=== Begin Enclosure ===

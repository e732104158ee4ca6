//! LMDB implementation of [`LedgerStore`].

use votechain_store::{BlockCommit, LedgerStore, PendingTransaction, StoreError, Utxo};
use votechain_types::{AddressHash, BlockHash, OutPoint, Timestamp, TxId};

use crate::environment::LmdbStore;
use crate::write_batch::SpendCheck;
use crate::LmdbError;

fn decode_pending(id: TxId, value: &[u8]) -> Result<PendingTransaction, LmdbError> {
    if value.len() < 8 {
        return Err(LmdbError::Corrupt(format!("pending record {id}")));
    }
    let mut ts = [0u8; 8];
    ts.copy_from_slice(&value[..8]);
    Ok(PendingTransaction {
        id,
        timestamp: Timestamp::new(u64::from_be_bytes(ts)),
        payload: value[8..].to_vec(),
    })
}

impl LedgerStore for LmdbStore {
    fn get_tip(&self) -> Result<Option<BlockHash>, StoreError> {
        let rtxn = self.env.read_txn().map_err(LmdbError::from)?;
        Ok(self.tip_in(&rtxn)?)
    }

    fn put_genesis(&self, commit: &BlockCommit) -> Result<BlockHash, StoreError> {
        let mut batch = self.write_batch()?;
        if batch.tip()?.is_some() {
            return Err(StoreError::Duplicate("genesis already stored".into()));
        }
        batch.apply_commit(commit)?;
        batch.commit()?;
        tracing::info!(hash = %commit.hash, "stored genesis block");
        Ok(commit.hash)
    }

    fn append_block(&self, commit: &BlockCommit) -> Result<BlockHash, StoreError> {
        let mut batch = self.write_batch()?;
        if let SpendCheck::Conflict(out_point) = batch.check_spends(&commit.spent)? {
            return Err(StoreError::Conflict(format!(
                "output {out_point} is not unspent"
            )));
        }
        batch.apply_commit(commit)?;
        batch.commit()?;
        Ok(commit.hash)
    }

    fn get_block(&self, hash: &BlockHash) -> Result<Option<Vec<u8>>, StoreError> {
        let rtxn = self.env.read_txn().map_err(LmdbError::from)?;
        let block = self
            .blocks_db
            .get(&rtxn, hash.as_bytes())
            .map_err(LmdbError::from)?;
        Ok(block.map(<[u8]>::to_vec))
    }

    fn get_utxos_by_address(&self, address: &AddressHash) -> Result<Vec<Utxo>, StoreError> {
        let rtxn = self.env.read_txn().map_err(LmdbError::from)?;
        let iter = self
            .address_db
            .prefix_iter(&rtxn, address.as_bytes())
            .map_err(LmdbError::from)?;
        let mut utxos = Vec::new();
        for entry in iter {
            let (key, _) = entry.map_err(LmdbError::from)?;
            let out_point_key = &key[32..];
            let bytes = self
                .utxo_db
                .get(&rtxn, out_point_key)
                .map_err(LmdbError::from)?
                .ok_or_else(|| {
                    StoreError::Corruption("address index points at a missing utxo".into())
                })?;
            let utxo: Utxo = bincode::deserialize(bytes).map_err(LmdbError::from)?;
            utxos.push(utxo);
        }
        Ok(utxos)
    }

    fn get_utxo(&self, out_point: &OutPoint) -> Result<Option<Utxo>, StoreError> {
        let rtxn = self.env.read_txn().map_err(LmdbError::from)?;
        match self
            .utxo_db
            .get(&rtxn, &out_point.to_key())
            .map_err(LmdbError::from)?
        {
            Some(bytes) => Ok(Some(
                bincode::deserialize(bytes).map_err(LmdbError::from)?,
            )),
            None => Ok(None),
        }
    }

    fn put_pending_transaction(&self, pending: &PendingTransaction) -> Result<(), StoreError> {
        let mut batch = self.write_batch()?;
        batch.put_pending(pending)?;
        batch.commit()?;
        Ok(())
    }

    fn contains_pending_transaction(&self, id: &TxId) -> Result<bool, StoreError> {
        let rtxn = self.env.read_txn().map_err(LmdbError::from)?;
        Ok(self
            .pending_db
            .get(&rtxn, id.as_bytes())
            .map_err(LmdbError::from)?
            .is_some())
    }

    fn list_pending_transactions(&self) -> Result<Vec<PendingTransaction>, StoreError> {
        let rtxn = self.env.read_txn().map_err(LmdbError::from)?;
        let iter = self.pending_order_db.iter(&rtxn).map_err(LmdbError::from)?;
        let mut all = Vec::new();
        for entry in iter {
            let (key, _) = entry.map_err(LmdbError::from)?;
            let id_bytes: [u8; 32] = key
                .get(8..)
                .and_then(|s| s.try_into().ok())
                .ok_or_else(|| StoreError::Corruption("pending order key length".into()))?;
            let id = TxId::new(id_bytes);
            let value = self
                .pending_db
                .get(&rtxn, id.as_bytes())
                .map_err(LmdbError::from)?
                .ok_or_else(|| {
                    StoreError::Corruption(format!("order index points at missing pending {id}"))
                })?;
            all.push(decode_pending(id, value)?);
        }
        Ok(all)
    }

    fn delete_pending_transaction(&self, id: &TxId) -> Result<(), StoreError> {
        let mut batch = self.write_batch()?;
        batch.delete_pending(id)?;
        batch.commit()?;
        Ok(())
    }
}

=== End Enclosure ===

Your task »
Write each record out again exactly.

Your response »
repository e732104158ee4ca6
//! LMDB implementation of [`LedgerStore`].

use votechain_store::{BlockCommit, LedgerStore, PendingTransaction, StoreError, Utxo};
use votechain_types::{AddressHash, BlockHash, OutPoint, Timestamp, TxId};

use crate::environment::LmdbStore;
use crate::write_batch::SpendCheck;
use crate::LmdbError;

fn decode_pending(id: TxId, value: &[u8]) -> Result<PendingTransaction, LmdbError> {
    if value.len() < 8 {
        return Err(LmdbError::Corrupt(format!("pending record {id}")));
    }
    let mut ts = [0u8; 8];
    ts.copy_from_slice(&value[..8]);
    Ok(PendingTransaction {
        id,
        timestamp: Timestamp::new(u64::from_be_bytes(ts)),
        payload: value[8..].to_vec(),
    })
}

impl LedgerStore for LmdbStore {
    fn get_tip(&self) -> Result<Option<BlockHash>, StoreError> {
        let rtxn = self.env.read_txn().map_err(LmdbError::from)?;
        Ok(self.tip_in(&rtxn)?)
    }

    fn put_genesis(&self, commit: &BlockCommit) -> Result<BlockHash, StoreError> {
        let mut batch = self.write_batch()?;
        if batch.tip()?.is_some() {
            return Err(StoreError::Duplicate("genesis already stored".into()));
        }
        batch.apply_commit(commit)?;
        batch.commit()?;
        tracing::info!(hash = %commit.hash, "stored genesis block");
        Ok(commit.hash)
    }

    fn append_block(&self, commit: &BlockCommit) -> Result<BlockHash, StoreError> {
        let mut batch = self.write_batch()?;
        if let SpendCheck::Conflict(out_point) = batch.check_spends(&commit.spent)? {
            return Err(StoreError::Conflict(format!(
                "output {out_point} is not unspent"
            )));
        }
        batch.apply_commit(commit)?;
        batch.commit()?;
        Ok(commit.hash)
    }

    fn get_block(&self, hash: &BlockHash) -> Result<Option<Vec<u8>>, StoreError> {
        let rtxn = self.env.read_txn().map_err(LmdbError::from)?;
        let block = self
            .blocks_db
            .get(&rtxn, hash.as_bytes())
            .map_err(LmdbError::from)?;
        Ok(block.map(<[u8]>::to_vec))
    }

    fn get_utxos_by_address(&self, address: &AddressHash) -> Result<Vec<Utxo>, StoreError> {
        let rtxn = self.env.read_txn().map_err(LmdbError::from)?;
        let iter = self
            .address_db
            .prefix_iter(&rtxn, address.as_bytes())
            .map_err(LmdbError::from)?;
        let mut utxos = Vec::new();
        for entry in iter {
            let (key, _) = entry.map_err(LmdbError::from)?;
            let out_point_key = &key[32..];
            let bytes = self
                .utxo_db
                .get(&rtxn, out_point_key)
                .map_err(LmdbError::from)?
                .ok_or_else(|| {
                    StoreError::Corruption("address index points at a missing utxo".into())
                })?;
            let utxo: Utxo = bincode::deserialize(bytes).map_err(LmdbError::from)?;
            utxos.push(utxo);
        }
        Ok(utxos)
    }

    fn get_utxo(&self, out_point: &OutPoint) -> Result<Option<Utxo>, StoreError> {
        let rtxn = self.env.read_txn().map_err(LmdbError::from)?;
        match self
            .utxo_db
            .get(&rtxn, &out_point.to_key())
            .map_err(LmdbError::from)?
        {
            Some(bytes) => Ok(Some(
                bincode::deserialize(bytes).map_err(LmdbError::from)?,
            )),
            None => Ok(None),
        }
    }

    fn put_pending_transaction(&self, pending: &PendingTransaction) -> Result<(), StoreError> {
        let mut batch = self.write_batch()?;
        batch.put_pending(pending)?;
        batch.commit()?;
        Ok(())
    }

    fn contains_pending_transaction(&self, id: &TxId) -> Result<bool, StoreError> {
        let rtxn = self.env.read_txn().map_err(LmdbError::from)?;
        Ok(self
            .pending_db
            .get(&rtxn, id.as_bytes())
            .map_err(LmdbError::from)?
            .is_some())
    }

    fn list_pending_transactions(&self) -> Result<Vec<PendingTransaction>, StoreError> {
        let rtxn = self.env.read_txn().map_err(LmdbError::from)?;
        let iter = self.pending_order_db.iter(&rtxn).map_err(LmdbError::from)?;
        let mut all = Vec::new();
        for entry in iter {
            let (key, _) = entry.map_err(LmdbError::from)?;
            let id_bytes: [u8; 32] = key
                .get(8..)
                .and_then(|s| s.try_into().ok())
                .ok_or_else(|| StoreError::Corruption("pending order key length".into()))?;
            let id = TxId::new(id_bytes);
            let value = self
                .pending_db
                .get(&rtxn, id.as_bytes())
                .map_err(LmdbError::from)?
                .ok_or_else(|| {
                    StoreError::Corruption(format!("order index points at missing pending {id}"))
                })?;
            all.push(decode_pending(id, value)?);
        }
        Ok(all)
    }

    fn delete_pending_transaction(&self, id: &TxId) -> Result<(), StoreError> {
        let mut batch = self.write_batch()?;
        batch.delete_pending(id)?;
        batch.commit()?;
        Ok(())
    }
}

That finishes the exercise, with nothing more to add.